Stepchildren fail in court bid for estate

The Straits Times
5 May 2012
K. C. Vijayan

STEP-PARENTS who wish to leave assets to their stepchildren after their death should expressly state so in a proper will.

This is the advice of Justice Tay Yong Kwang who, in a test case in the High Court, has ruled that four stepchildren are not entitled to a share in the estate of their stepmother.

She died last year without leaving a will. The assets, worth more than $1 million, should be left to her brother Suryono Wino Goei, 86, her sole surviving family member, Justice Tay said in judgment grounds released yesterday.

At issue in the case was whether the term ‘child’ under the Intestate Succession Act – which decides on the distribution of assets when no will is left behind – includes a stepchild.

The judge said that if the answer is yes, Madam Lina Halim’s estate – a Housing Board flat in Upper Aljunied and a freehold terrace house in Jalan Setia, as well as jewellery and cash – would be shared equally among the stepchildren. But if this was not so, the entire proceeds would go to her sole surviving family member.

Madam Lina married Mr Low Kim Huat in 1975 but they did not have any children. He had four children from a previous marriage, and she was said to have treated them as her own.

When Mr Low died in 1994, he left his estate to Madam Lina. In April last year, her decomposed body was discovered by police after neighbours noted a stench from her Upper Aljunied flat.

She would have been 78 today. An unsigned will made in 1984, apparently leaving her estate to the stepchildren, was found in her safe-deposit box in a bank, but there was nothing to show how this came about. As she had no will, the stepchildren sought a court declaration that their claims ranked higher than her brother’s.

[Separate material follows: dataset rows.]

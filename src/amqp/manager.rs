//! Lazy, single-flight broker connection management
//!
//! The manager owns the one process-wide broker connection. Nothing is
//! opened until the first channel is requested. Concurrent callers arriving
//! while a connect is in flight all await that same attempt; a failed attempt
//! drops the manager back to `Disconnected` so the next caller retries.
//!
//! Channels are cached per purpose and tagged with the connection generation
//! they were opened on. Callers re-request their channel on every send, and a
//! reconnect transparently replaces every cached channel.

use crate::amqp::transport::{ConnectionStatus, Connector, SharedChannel, SharedConnection};
use crate::error::DispatchError;
use crate::metrics::DispatchMetrics;
use futures::future::{BoxFuture, FutureExt, Shared};
use std::collections::HashMap;
use std::sync::atomic::{AtomicU64, Ordering};
use std::sync::{Arc, Mutex, MutexGuard, PoisonError};
use std::time::Duration;
use tracing::{debug, error, info, warn};

type ConnectAttempt = Shared<BoxFuture<'static, Result<LiveConnection, DispatchError>>>;

type ChannelSlot = Arc<tokio::sync::Mutex<Option<PurposeChannel>>>;

/// An established connection together with the generation it was opened as
#[derive(Clone)]
pub struct LiveConnection {
    pub generation: u64,
    pub handle: SharedConnection,
}

/// A cached channel handed out for one purpose
#[derive(Clone)]
pub struct PurposeChannel {
    id: u64,
    generation: u64,
    channel: SharedChannel,
}

impl PurposeChannel {
    /// Process-unique id; a new id means a new channel lifetime
    pub fn id(&self) -> u64 {
        self.id
    }

    /// Connection generation this channel belongs to
    pub fn generation(&self) -> u64 {
        self.generation
    }

    pub fn channel(&self) -> &SharedChannel {
        &self.channel
    }
}

impl std::fmt::Debug for PurposeChannel {
    fn fmt(&self, f: &mut std::fmt::Formatter<'_>) -> std::fmt::Result {
        f.debug_struct("PurposeChannel")
            .field("id", &self.id)
            .field("generation", &self.generation)
            .field("open", &self.channel.is_open())
            .finish()
    }
}

impl std::fmt::Debug for LiveConnection {
    fn fmt(&self, f: &mut std::fmt::Formatter<'_>) -> std::fmt::Result {
        f.debug_struct("LiveConnection")
            .field("generation", &self.generation)
            .field("open", &self.handle.is_open())
            .finish()
    }
}

enum ConnectionState {
    Disconnected,
    Connecting {
        generation: u64,
        attempt: ConnectAttempt,
    },
    Ready(LiveConnection),
}

/// Owns the broker connection and the per-purpose channel cache
pub struct ConnectionManager {
    connector: Arc<dyn Connector>,
    connect_timeout: Duration,
    state: Arc<Mutex<ConnectionState>>,
    channels: Mutex<HashMap<String, ChannelSlot>>,
    next_generation: AtomicU64,
    next_channel_id: AtomicU64,
    connect_attempts: AtomicU64,
    metrics: Option<DispatchMetrics>,
}

fn lock<T>(mutex: &Mutex<T>) -> MutexGuard<'_, T> {
    mutex.lock().unwrap_or_else(PoisonError::into_inner)
}

impl ConnectionManager {
    /// Create a manager in the `Disconnected` state. No I/O happens here.
    pub fn new(connector: Arc<dyn Connector>, connect_timeout: Duration) -> Self {
        Self {
            connector,
            connect_timeout,
            state: Arc::new(Mutex::new(ConnectionState::Disconnected)),
            channels: Mutex::new(HashMap::new()),
            next_generation: AtomicU64::new(0),
            next_channel_id: AtomicU64::new(0),
            connect_attempts: AtomicU64::new(0),
            metrics: None,
        }
    }

    /// Report connect attempts and connection state to `metrics`
    pub fn with_metrics(mut self, metrics: DispatchMetrics) -> Self {
        self.metrics = Some(metrics);
        self
    }

    pub fn status(&self) -> ConnectionStatus {
        match &*lock(&self.state) {
            ConnectionState::Disconnected => ConnectionStatus::Disconnected,
            ConnectionState::Connecting { .. } => ConnectionStatus::Connecting,
            ConnectionState::Ready(live) if live.handle.is_open() => ConnectionStatus::Ready,
            ConnectionState::Ready(_) => ConnectionStatus::Disconnected,
        }
    }

    /// Number of transport connection attempts started so far
    pub fn connect_attempts(&self) -> u64 {
        self.connect_attempts.load(Ordering::SeqCst)
    }

    pub fn endpoint(&self) -> String {
        self.connector.endpoint()
    }

    /// Return the live connection, connecting first if necessary.
    ///
    /// A connect failure is returned only to the callers awaiting this attempt.
    pub async fn connection(&self) -> Result<LiveConnection, DispatchError> {
        let attempt = {
            let mut state = lock(&self.state);
            let pending = match &*state {
                ConnectionState::Ready(live) if live.handle.is_open() => {
                    return Ok(live.clone());
                }
                ConnectionState::Ready(live) => {
                    warn!(
                        generation = live.generation,
                        "Broker connection closed by transport, reconnecting"
                    );
                    if let Some(metrics) = &self.metrics {
                        metrics.set_connected(false);
                    }
                    None
                }
                ConnectionState::Connecting { attempt, .. } => Some(attempt.clone()),
                ConnectionState::Disconnected => None,
            };

            match pending {
                Some(attempt) => attempt,
                None => self.begin_attempt(&mut state),
            }
        };

        attempt.await
    }

    /// Claim the connect transition. Must be called with the state lock held,
    /// so exactly one attempt is stored before any other caller can look.
    fn begin_attempt(&self, state: &mut ConnectionState) -> ConnectAttempt {
        let generation = self.next_generation.fetch_add(1, Ordering::SeqCst) + 1;
        let attempt_number = self.connect_attempts.fetch_add(1, Ordering::SeqCst) + 1;
        if let Some(metrics) = &self.metrics {
            metrics.record_connect_attempt();
        }

        info!(
            endpoint = %self.connector.endpoint(),
            generation,
            attempt = attempt_number,
            "Connecting to broker"
        );

        let connector = self.connector.clone();
        let shared_state = self.state.clone();
        let metrics = self.metrics.clone();
        let connect_timeout = self.connect_timeout;

        // The attempt runs on its own task so a caller timing out does not
        // stall the handshake for everyone else waiting on it.
        let task = tokio::spawn(async move {
            let outcome = match tokio::time::timeout(connect_timeout, connector.connect()).await
            {
                Ok(outcome) => outcome,
                Err(_) => Err(DispatchError::Timeout {
                    operation: "broker connect".to_string(),
                    timeout_ms: connect_timeout.as_millis() as u64,
                }),
            };
            settle_attempt(&shared_state, generation, outcome, metrics.as_ref()).await
        });

        let panic_state = self.state.clone();
        let attempt = async move {
            match task.await {
                Ok(result) => result,
                Err(e) => {
                    let mut state = lock(&panic_state);
                    if matches!(&*state, ConnectionState::Connecting { generation: g, .. } if *g == generation)
                    {
                        *state = ConnectionState::Disconnected;
                    }
                    Err(DispatchError::Connection {
                        message: format!("connect task failed: {}", e),
                    })
                }
            }
        }
        .boxed()
        .shared();

        *state = ConnectionState::Connecting {
            generation,
            attempt: attempt.clone(),
        };
        attempt
    }

    /// Get the cached channel for `purpose`, opening one if the cache is empty,
    /// closed, or belongs to an older connection.
    pub async fn get_channel(&self, purpose: &str) -> Result<PurposeChannel, DispatchError> {
        let live = self.connection().await?;
        let slot = self.channel_slot(purpose);
        let mut cached = slot.lock().await;

        if let Some(existing) = cached.as_ref() {
            if existing.generation == live.generation && existing.channel.is_open() {
                return Ok(existing.clone());
            }
            debug!(
                purpose,
                channel_id = existing.id,
                "Cached channel is stale, reopening"
            );
        }

        let channel = match live.handle.open_channel().await {
            Ok(channel) => channel,
            Err(e) => {
                // Same recovery as a connect failure: start over on next demand.
                self.invalidate(live.generation).await;
                return Err(e);
            }
        };

        let entry = PurposeChannel {
            id: self.next_channel_id.fetch_add(1, Ordering::SeqCst) + 1,
            generation: live.generation,
            channel,
        };
        info!(
            purpose,
            generation = live.generation,
            channel_id = entry.id,
            "Opened broker channel"
        );

        *cached = Some(entry.clone());
        Ok(entry)
    }

    fn channel_slot(&self, purpose: &str) -> ChannelSlot {
        lock(&self.channels)
            .entry(purpose.to_string())
            .or_default()
            .clone()
    }

    /// Drop the connection of `generation` if it is still the current one
    async fn invalidate(&self, generation: u64) {
        let stale = {
            let mut state = lock(&self.state);
            let current = matches!(
                &*state,
                ConnectionState::Ready(live) if live.generation == generation
            );
            if current {
                match std::mem::replace(&mut *state, ConnectionState::Disconnected) {
                    ConnectionState::Ready(live) => Some(live),
                    _ => None,
                }
            } else {
                None
            }
        };

        if let Some(live) = stale {
            warn!(generation, "Discarding unusable broker connection");
            if let Some(metrics) = &self.metrics {
                metrics.set_connected(false);
            }
            if let Err(e) = live.handle.close().await {
                debug!(generation, error = %e, "Close of discarded connection failed");
            }
        }
    }

    /// Close the connection if there is one and reset to `Disconnected`.
    ///
    /// Idempotent. An in-flight attempt is abandoned; if it later succeeds
    /// its connection is closed instead of being installed.
    pub async fn disconnect(&self) {
        let previous = std::mem::replace(&mut *lock(&self.state), ConnectionState::Disconnected);
        lock(&self.channels).clear();
        if let Some(metrics) = &self.metrics {
            metrics.set_connected(false);
        }

        match previous {
            ConnectionState::Ready(live) => match live.handle.close().await {
                Ok(()) => info!(generation = live.generation, "Broker connection closed"),
                Err(e) => warn!(
                    generation = live.generation,
                    error = %e,
                    "Broker connection did not close cleanly"
                ),
            },
            ConnectionState::Connecting { generation, .. } => {
                info!(generation, "Abandoning in-flight broker connection attempt")
            }
            ConnectionState::Disconnected => debug!("Broker already disconnected"),
        }
    }
}

/// Record the outcome of attempt `generation`, unless a disconnect or a newer
/// attempt has superseded it.
async fn settle_attempt(
    state: &Mutex<ConnectionState>,
    generation: u64,
    outcome: Result<SharedConnection, DispatchError>,
    metrics: Option<&DispatchMetrics>,
) -> Result<LiveConnection, DispatchError> {
    let current = {
        let mut state = lock(state);
        let current = matches!(
            &*state,
            ConnectionState::Connecting { generation: g, .. } if *g == generation
        );
        if current {
            *state = match &outcome {
                Ok(handle) => ConnectionState::Ready(LiveConnection {
                    generation,
                    handle: handle.clone(),
                }),
                Err(_) => ConnectionState::Disconnected,
            };
        }
        current
    };

    match outcome {
        Ok(handle) if !current => {
            info!(generation, "Closing connection from superseded attempt");
            if let Err(e) = handle.close().await {
                debug!(generation, error = %e, "Close of superseded connection failed");
            }
            Err(DispatchError::Connection {
                message: "connection attempt superseded by disconnect".to_string(),
            })
        }
        Ok(handle) => {
            info!(generation, "Broker connection ready");
            if let Some(metrics) = metrics {
                metrics.set_connected(true);
            }
            Ok(LiveConnection { generation, handle })
        }
        Err(e) => {
            error!(generation, error = %e, "Broker connection attempt failed");
            Err(e)
        }
    }
}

Lawyer Gregory Vijayendran, arguing for the stepchildren, said there was nothing in the Act to stop a judge from interpreting ‘child’ to include stepchild.

He pointed out that the Act did not exclude stepchildren in the way it excluded illegitmate children. He argued that the Act was intended to accommodate local customs and needs, which would have included polygamous marriages in the past.

But lawyer Tan Yew Cheng, acting for Madam Lina’s brother, said the wording in the Act suggested an inheritance structure based on blood ties. She added that other acts, like the Maintenance of Parents Act, specifically included stepchildren within the definition of ‘child’. Parliament’s decision not to expressly include a stepchild within the Intestate Succession Act suggested it had no intention to do so.

Justice Tay ruled that the Act required a biological or legal connection between parent and child, and ‘hence the exception for lawfully adopted children who satisfy the legal but not the biological requirement’.

He said there was no evidence that Parliament intended to provide for stepchildren as well.

He acknowledged the evidence of Mr David Low, stepson of the dead woman, who said that Madam Lina had treated him and his siblings as her own children.

Mr Low argued that the estate belonged to the stepchildren, as their biological father had paid for most of the items.

Justice Tay held that these comments had no influence on the proceedings to determine the meaning of words in a statute. He made clear the court was not concerned with whether the brother deserved the whole or part of his sister’s estate, but whether stepchildren fell within the meaning of ‘child’ as provided in the Act.

The judge added that it was up to Mr Goei to make some provision out of the estate for the stepchildren if he wished to do so out of goodwill.

‘It will be a very good gesture on his part and I would certainly encourage him to do so,’ he said.